The GST Bill and the GST Return – The Eight Pros and Cons of It

The GST or Goods and Service Tax is the tax which is applied whenever a consumer purchases either a service or a good. It is the replacement of all indirect tax that the Central and State governments levy on the good and services. The single comprehensive law brings all charges under one umbrella, i.e., it is applied to manufacture, sale, and consumption. By utilising a sole indirect tax, the cascading effect on the prices of goods and services due to production and distribution is eradicated.

What are the Benefits of GST?

For a long time, in India, the tax had a cascading effect. In simpler words, the tax liability was transferred to the next person at every stage of the transaction. This tax-on-tax system kept increasing the price of the good or service. With GST replacing the pre-existing scheme, the burden of the tax is shifted towards the consumer. It implies that the industry has better control of working capital and greater cash flow. The elimination of this tax on tax effect is the most notable advantage of GST Bill.

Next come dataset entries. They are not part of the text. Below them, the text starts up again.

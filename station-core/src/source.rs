use std::fmt::Debug;

use async_trait::async_trait;

use crate::{Config, error::StationError, normalize::ForecastPayload};

pub mod open_meteo;

/// One round trip to the outside world: city name in, raw payload out.
///
/// Implementations resolve the name to coordinates first, then fetch the
/// current conditions for those coordinates. No retry, no caching.
#[async_trait]
pub trait WeatherSource: Send + Sync + Debug {
    async fn fetch_current(&self, city: &str) -> Result<ForecastPayload, StationError>;
}

/// Construct the Open-Meteo backed source from config.
pub fn source_from_config(config: &Config) -> Box<dyn WeatherSource> {
    Box::new(open_meteo::OpenMeteoSource::new(config.endpoints.clone()))
}
use async_trait::async_trait;
use reqwest::Client;
use serde::Deserialize;
use tracing::{debug, info};

use crate::{config::Endpoints, error::StationError, normalize::ForecastPayload};

use super::WeatherSource;

/// Open-Meteo needs no API key: a geocoding lookup resolves the city name
/// to coordinates, then the forecast endpoint serves current conditions.
#[derive(Debug, Clone)]
pub struct OpenMeteoSource {
    endpoints: Endpoints,
    http: Client,
}

impl OpenMeteoSource {
    pub fn new(endpoints: Endpoints) -> Self {
        Self {
            endpoints,
            http: Client::new(),
        }
    }

    async fn geocode(&self, city: &str) -> Result<GeocodeCandidate, StationError> {
        let res = self
            .http
            .get(&self.endpoints.geocoding)
            .query(&[
                ("name", city),
                ("count", "1"),
                ("language", "en"),
                ("format", "json"),
            ])
            .send()
            .await
            .map_err(|source| StationError::Network { endpoint: "geocoding", source })?;

        let status = res.status();
        let body = res
            .text()
            .await
            .map_err(|source| StationError::Network { endpoint: "geocoding", source })?;

        if !status.is_success() {
            return Err(StationError::Status {
                endpoint: "geocoding",
                status,
                body: truncate_body(&body),
            });
        }

        let parsed: GeocodeResponse =
            serde_json::from_str(&body).map_err(|err| StationError::Schema {
                endpoint: "geocoding",
                detail: err.to_string(),
            })?;

        let candidate = first_candidate(parsed, city)?;

        info!(
            "resolved '{}' to {} ({:.4}, {:.4})",
            city,
            candidate.describe(),
            candidate.latitude,
            candidate.longitude,
        );

        Ok(candidate)
    }

    async fn fetch_forecast(
        &self,
        candidate: &GeocodeCandidate,
    ) -> Result<ForecastPayload, StationError> {
        let res = self
            .http
            .get(&self.endpoints.forecast)
            .query(&[
                ("latitude", candidate.latitude.to_string().as_str()),
                ("longitude", candidate.longitude.to_string().as_str()),
                ("current_weather", "true"),
            ])
            .send()
            .await
            .map_err(|source| StationError::Network { endpoint: "forecast", source })?;

        let status = res.status();
        let body = res
            .text()
            .await
            .map_err(|source| StationError::Network { endpoint: "forecast", source })?;

        if !status.is_success() {
            return Err(StationError::Status {
                endpoint: "forecast",
                status,
                body: truncate_body(&body),
            });
        }

        let payload: ForecastPayload =
            serde_json::from_str(&body).map_err(|err| StationError::Schema {
                endpoint: "forecast",
                detail: err.to_string(),
            })?;

        if let Some(time) = payload.current_weather.as_ref().and_then(|c| c.time.as_deref()) {
            debug!("forecast observation time: {time}");
        }

        Ok(payload)
    }
}

#[derive(Debug, Deserialize)]
struct GeocodeResponse {
    /// Absent entirely when the name matches nothing.
    #[serde(default)]
    results: Vec<GeocodeCandidate>,
}

#[derive(Debug, Clone, Deserialize)]
pub struct GeocodeCandidate {
    pub name: String,
    pub latitude: f64,
    pub longitude: f64,
    #[serde(default)]
    pub country: Option<String>,
}

impl GeocodeCandidate {
    fn describe(&self) -> String {
        match &self.country {
            Some(country) => format!("{}, {}", self.name, country),
            None => self.name.clone(),
        }
    }
}

/// Pick the candidate the rest of the pipeline uses.
///
/// The request asks for a single result, but the guard also covers servers
/// that return more.
fn first_candidate(
    response: GeocodeResponse,
    city: &str,
) -> Result<GeocodeCandidate, StationError> {
    response
        .results
        .into_iter()
        .next()
        .ok_or_else(|| StationError::CityNotFound(city.to_string()))
}

#[async_trait]
impl WeatherSource for OpenMeteoSource {
    async fn fetch_current(&self, city: &str) -> Result<ForecastPayload, StationError> {
        let candidate = self.geocode(city).await?;
        self.fetch_forecast(&candidate).await
    }
}

fn truncate_body(body: &str) -> String {
    const MAX: usize = 200;
    if body.len() > MAX {
        format!("{}...", &body[..MAX])
    } else {
        body.to_string()
    }
}

#[cfg(test)]
mod tests {
    use super::*;
    use serde_json::json;

    fn response(value: serde_json::Value) -> GeocodeResponse {
        serde_json::from_value(value).expect("test response must deserialize")
    }

    #[test]
    fn empty_results_mean_city_not_found() {
        let parsed = response(json!({"results": []}));

        let err = first_candidate(parsed, "Nowhereville").unwrap_err();
        match err {
            StationError::CityNotFound(city) => assert_eq!(city, "Nowhereville"),
            other => panic!("expected CityNotFound, got {other:?}"),
        }
    }

    #[test]
    fn missing_results_key_parses_as_empty() {
        // Open-Meteo omits the key entirely on no match.
        let parsed = response(json!({"generationtime_ms": 0.5}));

        assert!(first_candidate(parsed, "Nowhereville").is_err());
    }

    #[test]
    fn first_of_several_candidates_wins() {
        let parsed = response(json!({
            "results": [
                {"name": "London", "latitude": 51.5, "longitude": -0.12, "country": "United Kingdom"},
                {"name": "London", "latitude": 42.98, "longitude": -81.24, "country": "Canada"}
            ]
        }));

        let candidate = first_candidate(parsed, "London").unwrap();
        assert_eq!(candidate.latitude, 51.5);
        assert_eq!(candidate.describe(), "London, United Kingdom");
    }

    #[test]
    fn candidate_without_country_still_parses() {
        let parsed = response(json!({
            "results": [{"name": "Springfield", "latitude": 39.8, "longitude": -89.6}]
        }));

        let candidate = first_candidate(parsed, "Springfield").unwrap();
        assert_eq!(candidate.describe(), "Springfield");
    }
}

Besides this, there are 8 other paybacks a business can get after GST registration online.

  • Creditable input tax:

When a service provider (or manufacturer) is paying tax on their output, they can subtract the tax that was levied on their inputs. The final tax payable is the reduced amount which means the burden of the tax is greatly diminished on the service provider.

  • Control on tax evasion:

The input tax is creditable to a service provider only if the input supplier in their return mentions the detail of the same. It signifies that the supplier of services or goods needs to be truthful on their tax returns which curtail evasion.

  • More transparency:

Because availing the benefits of the GST requires complete dissemination of information, registered retailers cannot have hidden costs and taxes.

  • Support to smaller businesses:

The burden of tax has significantly reduced for small companies along with compliance. Moreover, under GST entities that have 20 to 75 Lakh rupees turnover can utilise composition schemes.

  • Greater turnover threshold:

Under VAT, any business that had a turnover of 5 lakhs was required to pay it. (The limit varies state to state) GST has increased the threshold to Rs. 20 lakh which makes all small business exempt.

  • Fewer compliances:

Before GST, for every tax levied there was separate compliance. For example, service tax had to be filed every month or in four months, and excise returns were on a monthly basis. After online GST registration, a company only has to file one return.

  • Better logistics:

With GST in place, the restrictions placed on transporting goods from one state to another have been lessened. It means that warehouses need only be set up in a few locations instead of every city or state. Unlike the previous tax system, the operational cost has reduced, and logistics have become better.

  • Improved organisation of sectors:

With the imposition of one nation, one tax, industries like textile and construction are getting more regulated. They have to meet with compliance and payment provisions which makes them better organised and more accountable.

What are the Drawbacks of GST?

  • The most prominent disadvantage of GST is short-term. While it is implemented, it can significantly interrupt the working capital of a firm because the input credit will be in lock-up. Once the transition phase is up, this drawback is eliminated.
  • Another short-term con is that every business will have a higher operational cost because they will have to train employees in the rules and regulations of GST alternatively hire professionals. The latter course will be equally expensive.
  • For small business, who had been free of the shackles of tax regime, it means begin quick on their feet. They have to grasp the nuances of GST because every invoice they generate has to be compliant.
  • The tax exemption on indigenous manufacturing units has been prominently decreased from a turnover of Rs. 1.5 crores to Rs. 20 lakhs.
  • While the tax is touted as a single umbrella that reduces effort, it is still is hindered from achieving the goal due to the division of:
  1. Central GST
  2. State GST
  3. Integrated GST

A similar downside is for companies who have pan-India presences. Though said to be one tax system, each state still has its own compliances. It means for every state business has a branch in, they have to register and learn its individual procedures of GST.

  • GST Return are filled online. While for a majority of the nation this is seen as a principal advantage, for some it is a drawback. The earlier tax was done on pen and paper which was easy for small businesses who are not tech-savvy. The online system now requires people to upload invoices and the returns which can be difficult.
  • Prior to GST a good on discount was taxed on the price after the discount was deducted. Now, the tax is on pre-discount price. Therefore, all discount and rewards programs will be affected.
  • The control of the business is now in the hands of the central and state government because of the GST Act because the owner is bound by laws. It seeds more complexities for business owners.